しらせ接岸
2年続けて接岸できず、今年も難航していた「しらせ」がやっと昭和基地に接岸したと国内各紙が報じている。(記事;朝日新聞、毎日新聞、読売新聞)
ここ数年、温暖化によると見られる極地の氷雪の減少とは裏腹に、南極周辺海域では氷が厚いようだ。そのためか、しばらく前から観光客を便乗させたロシアの調査船が氷に閉じ込められ、救助に向かった中国の砕氷船も氷海で身動きがつかなくなるという騒ぎになっている。どちらの船にも差し迫った危険は内容だが、南極の基地に補給物資を運ぶ予定だった米国の砕氷船が救助に向かう事を検討しているのだそうだ。(関連記事;AFP(2013/12/29)、AFP(2014/01/01)、AFP(2014/01/03)、AFP(2014/01/04)、CNN(2013/12/27)、CNN(2014/01/03)、CNN(2014/01/04)、CNN(2014/01/05))

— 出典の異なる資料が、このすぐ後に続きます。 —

//! Batch rate-limit checks.
//!
//! The batch shares the single-check rules but fans them out with as few round trips as
//! possible: distinct namespaces are resolved in one datastore read, missing ones are created in
//! one transaction behind a single create-permission check, and limiting is authorized once for
//! the whole batch as `ratelimit.*.limit OR (every ratelimit.<namespace>.limit)`. The limiter's
//! batch operation runs exactly once and the response carries one outcome per check, in input
//! order, whether or not each check passed.

// self
use crate::{
	_prelude::*,
	auth::{Action, Permission, PermissionQuery},
	error::ValidationError,
	flows::{
		BatchOutcome, Broker, CheckContext, PlannedCheck, RateLimitCheck, RateLimitOutcome, common,
	},
	limiter::LimiterError,
	namespace::Namespace,
	obs::FlowKind,
};

impl Broker {
	/// Evaluates every check and reports every outcome in input order.
	///
	/// Validation, authorization, creation, and soft-deleted namespaces fail the whole batch
	/// before the limiter is called.
	pub async fn limit_many(
		&self,
		ctx: &CheckContext,
		checks: Vec<RateLimitCheck>,
	) -> Result<BatchOutcome> {
		self.observe(FlowKind::LimitMany, "limit_many", async move {
			if checks.is_empty() {
				return Err(ValidationError::EmptyBatch.into());
			}

			let requested =
				checks.iter().map(RateLimitCheck::requested).collect::<Result<Vec<_>, _>>()?;
			let namespaces = self.resolve_or_create_many(ctx, &checks).await?;

			ctx.authorize(&PermissionQuery::any_or_all(
				namespaces.iter().map(|namespace| namespace.id.to_string()),
				Action::Limit,
			))
			.await?;

			let started = OffsetDateTime::now_utc();
			let mut planned = Vec::with_capacity(checks.len());

			for ((check, namespace), requested) in checks.iter().zip(&namespaces).zip(requested) {
				common::ensure_live(namespace, &check.namespace)?;
				planned.push(PlannedCheck::new(namespace, check, requested, started)?);
			}

			let requests: Vec<_> = planned.iter().map(|plan| plan.request.clone()).collect();
			let responses = self.limiter.evaluate_many(&requests).await?;

			if responses.len() != requests.len() {
				return Err(LimiterError::LengthMismatch {
					expected: requests.len(),
					actual: responses.len(),
				}
				.into());
			}

			let share = (OffsetDateTime::now_utc() - started)
				/ u32::try_from(requests.len()).unwrap_or(u32::MAX);
			let outcomes: Vec<_> = checks
				.iter()
				.zip(planned)
				.zip(responses)
				.map(|((check, plan), response)| RateLimitOutcome::new(check, plan, response))
				.collect();

			if ctx.telemetry {
				for (request, outcome) in requests.iter().zip(&outcomes) {
					self.telemetry.buffer(common::telemetry_event(ctx, request, outcome, share));
				}
			}

			self.flow_metrics.record_outcomes(&outcomes);

			Ok(BatchOutcome::new(outcomes))
		})
		.await
	}

	/// Resolves the namespace of every check, in check order, creating the missing ones.
	async fn resolve_or_create_many(
		&self,
		ctx: &CheckContext,
		checks: &[RateLimitCheck],
	) -> Result<Vec<Arc<Namespace>>> {
		let mut seen = HashSet::new();
		let names: Vec<String> = checks
			.iter()
			.filter(|check| seen.insert(check.namespace.as_str()))
			.map(|check| check.namespace.clone())
			.collect();
		let mut resolved = self.cache.resolve_many(&ctx.workspace_id, &names).await?;
		let missing: Vec<String> =
			names.into_iter().filter(|name| !resolved.contains_key(name)).collect();

		if !missing.is_empty() {
			ctx.authorize(&Permission::any(Action::CreateNamespace).into()).await?;

			let created = self.creator.create_many(&ctx.workspace_id, &missing, &ctx.key_id).await?;

			resolved.extend(created);
		}

		checks
			.iter()
			.map(|check| {
				resolved
					.get(&check.namespace)
					.cloned()
					.ok_or_else(|| Error::namespace_not_found(check.namespace.as_str()))
			})
			.collect()
	}
}
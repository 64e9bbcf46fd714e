//! Rate-limit engine contract consumed by the broker.
//!
//! The counting algorithm lives behind [`Limiter`]; the broker only decides which namespace,
//! identifier, limit and window each request is evaluated against.

pub mod memory;

pub use memory::MemoryLimiter;

// self
use crate::{_prelude::*, auth::NamespaceId};

/// Boxed future returned by [`Limiter`] operations.
pub type LimiterFuture<'a, T> = Pin<Box<dyn Future<Output = Result<T, LimiterError>> + 'a + Send>>;

/// Engine that counts usage per `(namespace, identifier)` bucket.
pub trait Limiter
where
	Self: Send + Sync,
{
	/// Evaluates a single request.
	fn evaluate<'a>(&'a self, request: &'a LimitRequest) -> LimiterFuture<'a, LimitResponse>;

	/// Evaluates every request, answering with one response per request in the same order.
	fn evaluate_many<'a>(
		&'a self,
		requests: &'a [LimitRequest],
	) -> LimiterFuture<'a, Vec<LimitResponse>>;
}

/// Request handed to the engine after override resolution.
#[derive(Clone, Debug, PartialEq, Eq, Serialize, Deserialize)]
pub struct LimitRequest {
	/// Namespace the bucket belongs to.
	pub name: NamespaceId,
	/// Caller-supplied identifier (user, IP, key, ...).
	pub identifier: String,
	/// Effective requests per window.
	pub limit: u64,
	/// Effective window length in milliseconds.
	pub duration_ms: u64,
	/// Units consumed by this request; zero only peeks.
	pub cost: u64,
	/// Instant the request is evaluated at.
	pub time: OffsetDateTime,
}

/// Engine verdict for one request.
#[derive(Clone, Debug, PartialEq, Eq, Serialize, Deserialize)]
pub struct LimitResponse {
	/// Whether the request fits within the limit.
	pub success: bool,
	/// Limit the request was evaluated against.
	pub limit: u64,
	/// Units left in the current window.
	pub remaining: u64,
	/// Instant the current window resets.
	pub reset: OffsetDateTime,
}

/// Failures reported by a [`Limiter`].
#[derive(Clone, Debug, PartialEq, Eq, ThisError)]
pub enum LimiterError {
	/// The engine could not be reached or failed internally.
	#[error("Rate limiter is unavailable: {message}.")]
	Unavailable {
		/// Human-readable error payload.
		message: String,
	},
	/// A batch evaluation returned a different number of results than requested.
	#[error("Rate limiter returned {actual} results for {expected} requests.")]
	LengthMismatch {
		/// Number of requests sent.
		expected: usize,
		/// Number of responses received.
		actual: usize,
	},
}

ロシアと言えば、かつて氷海に閉じ込められた南極観測船「宗谷」を救出してもらった「オビ」号の記憶がある。今でもロシアには、北極海航路を維持するための一万トンを超える大型砕氷船(原子力!)が何隻かあるはずだが、北極から回航していては間に合わないと言うことだろう。
「しらせ」も世界最高クラスの砕氷能力を持つが、今は氷海の奥深くの昭和基地に接岸中で、積んでいった補給物資を下ろしきるまでは動くことができない。かつての恩返しをするのは無理のようだ。
それにしても、温暖化による南極の氷雪の減少と周辺海域の海氷が厚いこととは関連性がありそうだ。恐らく、氷雪が溶けて大量の淡水が流れ込んでいるため、海水の塩分濃度が低い海域ができ、そこで海氷が発達しやすくなっているのだろう。オホーツク海の北西部にアムール川が流れ込んでいるため、河口部で流氷が大量に生成するのと原理は同じだ。
追記;「しらせ」の航海の状況は、文部科学省の特設サイト「進め!しらせ」で見ることができる。これを見ると2013/12/16以降の難航ぶりがよく分かる。
なお南極観測全般については同じく文部科学省の「南極観測のホームページ」で見ることができる。